Read through the records below and copy each line that uses the word "OsString".
----
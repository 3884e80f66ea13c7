//! blockfetch - rebuild a remote file from local data plus the ranges that changed

use blockfetch::backup::compute_backup_path;
use blockfetch::cancel::CancelFlag;
use blockfetch::cli::{Cli, Commands, ConfigArgs, FetchArgs, MakeArgs};
use blockfetch::config::Config;
use blockfetch::format;
use blockfetch::progress::ProgressTracker;
use blockfetch::recipe::{generate_recipe, write_recipe, RECIPE_EXTENSION};
use blockfetch::source::{load_recipe, open_source, resolve_data_location};
use blockfetch::sync::SyncEngine;
use blockfetch::uri::Location;
use clap::Parser;
use std::ffi::OsString;
use std::path::{Path, PathBuf};
use tracing_subscriber::{fmt, prelude::*, EnvFilter};

#[tokio::main]
async fn main() -> anyhow::Result<()> {
    let cli = Cli::parse();

    // Initialize tracing
    init_tracing(cli.verbose, cli.json);

    // Ctrl+C stops the pipeline at the next chunk or block
    let cancel = CancelFlag::new();
    let shutdown = setup_shutdown_handler(cancel.clone());

    match cli.command {
        Commands::Fetch(args) => {
            let config = args.to_config()?;
            tracing::info!(recipe = %args.recipe, "Starting fetch");
            tokio::task::spawn_blocking(move || run_fetch(args, config, cancel)).await??;
        }

        Commands::Make(args) => {
            tokio::task::spawn_blocking(move || run_make(args)).await??;
        }

        Commands::Config(args) => {
            handle_config_command(args)?;
        }
    }

    drop(shutdown);
    Ok(())
}

fn init_tracing(verbose: u8, json: bool) {
    let filter = match verbose {
        0 => EnvFilter::new("blockfetch=info"),
        1 => EnvFilter::new("blockfetch=debug"),
        2 => EnvFilter::new("blockfetch=trace"),
        _ => EnvFilter::new("trace"),
    };

    if json {
        tracing_subscriber::registry()
            .with(filter)
            .with(fmt::layer().json())
            .init();
    } else {
        tracing_subscriber::registry()
            .with(filter)
            .with(fmt::layer().pretty())
            .init();
    }
}

fn setup_shutdown_handler(cancel: CancelFlag) -> tokio::sync::oneshot::Sender<()> {
    let (tx, rx) = tokio::sync::oneshot::channel();

    tokio::spawn(async move {
        tokio::select! {
            _ = tokio::signal::ctrl_c() => {
                tracing::warn!("Received Ctrl+C, cancelling...");
                cancel.cancel();
            }
            _ = rx => {
                // Normal shutdown
            }
        }
    });

    tx
}

fn run_fetch(args: FetchArgs, config: Config, cancel: CancelFlag) -> anyhow::Result<()> {
    let recipe_location = Location::parse(&args.recipe)?;
    let loaded = load_recipe(&recipe_location, &config)?;
    let recipe = loaded.recipe;

    let target = match args.output {
        Some(path) => path,
        None => recipe.target_name()?,
    };
    let seed = match args.input {
        Some(path) => path,
        None => default_seed(&target, &config),
    };
    let data_location = resolve_data_location(&recipe_location, &recipe, args.url.as_deref())?;

    tracing::info!(
        target = %target.display(),
        seed = %seed.display(),
        source = %data_location,
        length = recipe.length,
        blocks = recipe.block_count(),
        "Synchronizing"
    );

    let mut source = open_source(&data_location, &config)?;
    let progress = ProgressTracker::new(config.progress);
    let mut engine = SyncEngine::new(recipe, source.as_mut(), config)
        .progress(&progress)
        .cancel(cancel)
        .recipe_bytes(loaded.bytes_downloaded);
    let report = engine.run(Some(&seed), &target)?;

    format::print_report(&target.display().to_string(), &report);
    Ok(())
}

/// The output file itself, or the copy a previous run moved aside
fn default_seed(target: &Path, config: &Config) -> PathBuf {
    if target.exists() {
        return target.to_path_buf();
    }
    let backup = compute_backup_path(target, config);
    if backup.exists() {
        backup
    } else {
        target.to_path_buf()
    }
}

fn run_make(args: MakeArgs) -> anyhow::Result<()> {
    let config = Config::load().unwrap_or_default();
    let size = std::fs::metadata(&args.file)?.len();
    let block_size = match args.block_size {
        Some(size) => size as usize,
        None => config.effective_block_size(size),
    };

    tracing::info!(file = %args.file.display(), block_size, "Generating recipe");

    let mut recipe = generate_recipe(&args.file, block_size)?;
    recipe.url = Some(args.url.unwrap_or_else(|| recipe.filename.clone()));
    if let Some(filename) = args.filename {
        recipe.filename = filename;
    }
    if let Some(max_ranges) = args.max_ranges {
        recipe.max_ranges_per_request = max_ranges as usize;
    }

    let output = args.output.unwrap_or_else(|| {
        let mut name = OsString::from(args.file.as_os_str());
        name.push(".");
        name.push(RECIPE_EXTENSION);
        PathBuf::from(name)
    });
    write_recipe(&recipe, &output)?;

    println!(
        "Wrote {} ({} blocks of {}, target {})",
        output.display(),
        recipe.block_count(),
        format::format_size(recipe.block_size as u64),
        format::format_size(recipe.length)
    );
    Ok(())
}

fn handle_config_command(args: ConfigArgs) -> anyhow::Result<()> {
    if args.path {
        match Config::default_config_path() {
            Ok(path) => println!("{}", path.display()),
            Err(e) => eprintln!("Error: {}", e),
        }
    } else if args.init {
        let config = Config::default();
        config.save()?;
        println!(
            "Created default configuration at {}",
            Config::default_config_path()?.display()
        );
    } else {
        // Show current config
        let config = Config::load().unwrap_or_default();
        println!("{}", toml::to_string_pretty(&config)?);
    }
    Ok(())
}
----
§ RESULT FOR THIS TASK:
use std::ffi::OsString;
        let mut name = OsString::from(args.file.as_os_str());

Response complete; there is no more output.